Seit über zehn Jahren ist Elmar Kalb eine wichtige Stütze der Hospizbewegung.

Sein berufliches Dasein gestaltete sich einigermaßen bewegt. Handwerk erlernt, Sozialakademie absolviert, Bürgermeisteramt bekleidet, mit Behinderten gearbeitet, über kaufmännischen Büchern gesessen und dann wieder als Handwerker unterwegs. Man könnte meinen, Elmar Kalb hätte ein beschauliches Pensionistenleben geradezu herbeigesehnt. Doch weit gefehlt. Der 75-jährige Schlinser ist nach wie vor höchst aktiv. Mit einem Unterschied: „Jetzt kann ich tun, was ich möchte, und dabei auch einmal Nein sagen.“ Manchmal schafft er das sogar, außer, es geht um die Hospizbewegung, wo sich Elmar Kalb seit über zehn Jahren ehrenamtlich engagiert.

Unterstützung geben

Wird er bei Schwerkranken, Sterbenden oder Trauernden gebraucht, ist er da. Und zwar ganz. Keine Musik. Kein Buch. Keine Ablenkung anderer Art. Selbst, wenn er stundenlang ohne ein Wort an einem Bett sitzen muss. „Die Leute spüren, ob man bei ihnen ist oder nicht“, gibt sich Elmar Kalb überzeugt. Den Begriff „Helfen“ hört der ehemalige Schlinser Bürgermeister trotzdem nicht gerne. Helfer würden sich nämlich oft besser vorkommen als die Hilfsbedürftigen. Er lässt sich deshalb lieber von Gedanken der französischen Philosophin Simone Weil leiten, die in einem für ihn wichtigen Satz münden: „Von mir wird nichts verlangt, als da zu sein.“ Ausschlaggebend für sein Engagement bei der Hospizbewegung war der Tod seines Bruders in der Heiligen Nacht. „Damals habe ich gespürt, wie hilflos Angehörige oft am Bett eines Sterbenden stehen“, erzählt er. Bereits kurze Zeit später begann Elmar Kalb einen Ausbildungslehrgang. „Aber“, meint er im Rückblick, „mitentscheidend dürfte wohl auch meine Tätigkeit beim Verein ‚Abschied in Würde‘ gewesen sein.“ Über 160 Trauerfeiern hat er im Laufe von vielen Jahren gestaltet. Und dabei gemerkt, dass „die Hinterbliebenen wohl oft schon früher Unterstützung gebraucht hätten“.

Auch für die Lebenden

Die kann er ihnen im Rahmen der Hospizarbeit geben. Dort erlebt Elmar Kalb immer wieder, dass Kranke und Angehörige zwar wissen, wie es steht, aber nicht miteinander darüber sprechen können. Der sechsfache Familienvater erinnert sich an ein konkretes Beispiel: „Ich habe mit dem Schwerkranken gesprochen, als ob wir den Tod schon öfters thematisiert hätten. Und siehe da: Auch er konnte plötzlich ohne Hemmungen darüber sprechen.“ Die Menschen sollten sich seiner Ansicht nach generell früher mit Sterben und Tod auseinandersetzen. Deshalb hält Elmar Kalb den morgigen Welt-Hospiztag auch für so wichtig. „Die Hospizarbeit muss noch besser bekannt werden“, sagt er. Denn sie richte sich ja nicht nur an Sterbende, sondern auch an die Lebenden, verweist er auf die Trauerbegleitung, die angeboten wird.

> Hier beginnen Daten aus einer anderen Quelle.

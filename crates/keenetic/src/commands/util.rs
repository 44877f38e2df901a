//! Shared helpers for command handlers.

use std::path::Path;
use std::sync::Arc;
use std::time::Duration;

use keenetic_core::{Controller, Snapshot};

use crate::error::CliError;

/// The snapshot published on connect.
pub fn snapshot(controller: &Controller) -> Result<Arc<Snapshot>, CliError> {
    controller.snapshot().ok_or_else(|| CliError::Decode {
        message: "router returned no data".into(),
    })
}

/// Prompt for confirmation, auto-approving if `--yes` was passed.
///
/// Without a terminal there is nobody to ask, so `--yes` becomes mandatory.
pub fn confirm(message: &str, action: &str, yes_flag: bool) -> Result<bool, CliError> {
    if yes_flag {
        return Ok(true);
    }
    if !std::io::IsTerminal::is_terminal(&std::io::stdin()) {
        return Err(CliError::NonInteractiveRequiresYes {
            action: action.into(),
        });
    }
    let confirmed = dialoguer::Confirm::new()
        .with_prompt(message)
        .default(false)
        .interact()
        .map_err(|e| CliError::Io(std::io::Error::other(e)))?;
    Ok(confirmed)
}

/// Read and parse a JSON file for `--from-file` flags.
pub fn read_json_file(path: &Path) -> Result<serde_json::Value, CliError> {
    let contents = std::fs::read_to_string(path)?;
    parse_json(&contents, "from-file")
}

pub fn parse_json(raw: &str, field: &str) -> Result<serde_json::Value, CliError> {
    serde_json::from_str(raw).map_err(|e| CliError::Validation {
        field: field.into(),
        reason: format!("invalid JSON: {e}"),
    })
}

// ── Formatting ──────────────────────────────────────────────────────

pub fn or_dash(value: Option<&str>) -> String {
    value.filter(|v| !v.is_empty()).unwrap_or("-").to_owned()
}

pub fn bytes(value: Option<u64>) -> String {
    value.map_or_else(|| "-".into(), |b| bytesize::ByteSize::b(b).to_string())
}

/// Bits per second as a human-readable rate.
pub fn rate(value: Option<u64>) -> String {
    value.map_or_else(
        || "-".into(),
        |bps| format!("{}/s", bytesize::ByteSize::b(bps / 8)),
    )
}

pub fn uptime(seconds: Option<u64>) -> String {
    seconds.map_or_else(
        || "-".into(),
        |s| humantime::format_duration(Duration::from_secs(s)).to_string(),
    )
}

pub fn yes_no(value: bool) -> String {
    String::from(if value { "yes" } else { "no" })
}

#[cfg(test)]
mod tests {
    use super::*;

    #[test]
    fn uptime_is_human_readable() {
        assert_eq!(uptime(Some(3660)), "1h 1m");
        assert_eq!(uptime(None), "-");
    }

    #[test]
    fn empty_strings_render_as_dash() {
        assert_eq!(or_dash(Some("")), "-");
        assert_eq!(or_dash(Some("Giga")), "Giga");
    }

    #[test]
    fn json_errors_name_the_field() {
        let err = parse_json("{not json", "data").expect_err("invalid");
        assert!(matches!(err, CliError::Validation { ref field, .. } if field == "data"));
    }
}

Zeit als wichtigstes Kapital

Er selbst hat eigene Strategien, um Begegnungen mit Tod und Trauer zu bewältigen. „Zum einen muss man mit sich selbst klar sein und die Ohnmacht am Sterbebett aushalten können“, betont Elmar Kalb. Um Erlebtes verarbeiten und wieder loslassen zu können, dokumentiert er auch seine Arbeit. Und er geht ins Holz. „Hospizarbeit ist mit viel Ruhe und Sitzen verbunden.“ Der körperliche Ausgleich für ihn daher wichtig. Ebenso, dass die Familie, allen voran seine Frau, die ehrenamtlichen Einsätze trägt. Denn Zeit gehört mit zum größten Kapital, das ein Hospizmitarbeiter einbringen muss. Zeit, die anderswo fehlt. „Meine Frau beklagt sich nie, dass ich zu viel zu Hause und lästig bin“, sagt Elmar Kalb und lacht. Und geht dann ins Holz. Ohne Handy. Was er macht, macht er ganz.

ZUR PERSON

Elmar Kalb Geboren: 29. Jänner 1936 in Dornbirn Familienstand: verheiratet, 6 Kinder Wohnort: Schlins Hobbys: die Waldarbeit

(VN)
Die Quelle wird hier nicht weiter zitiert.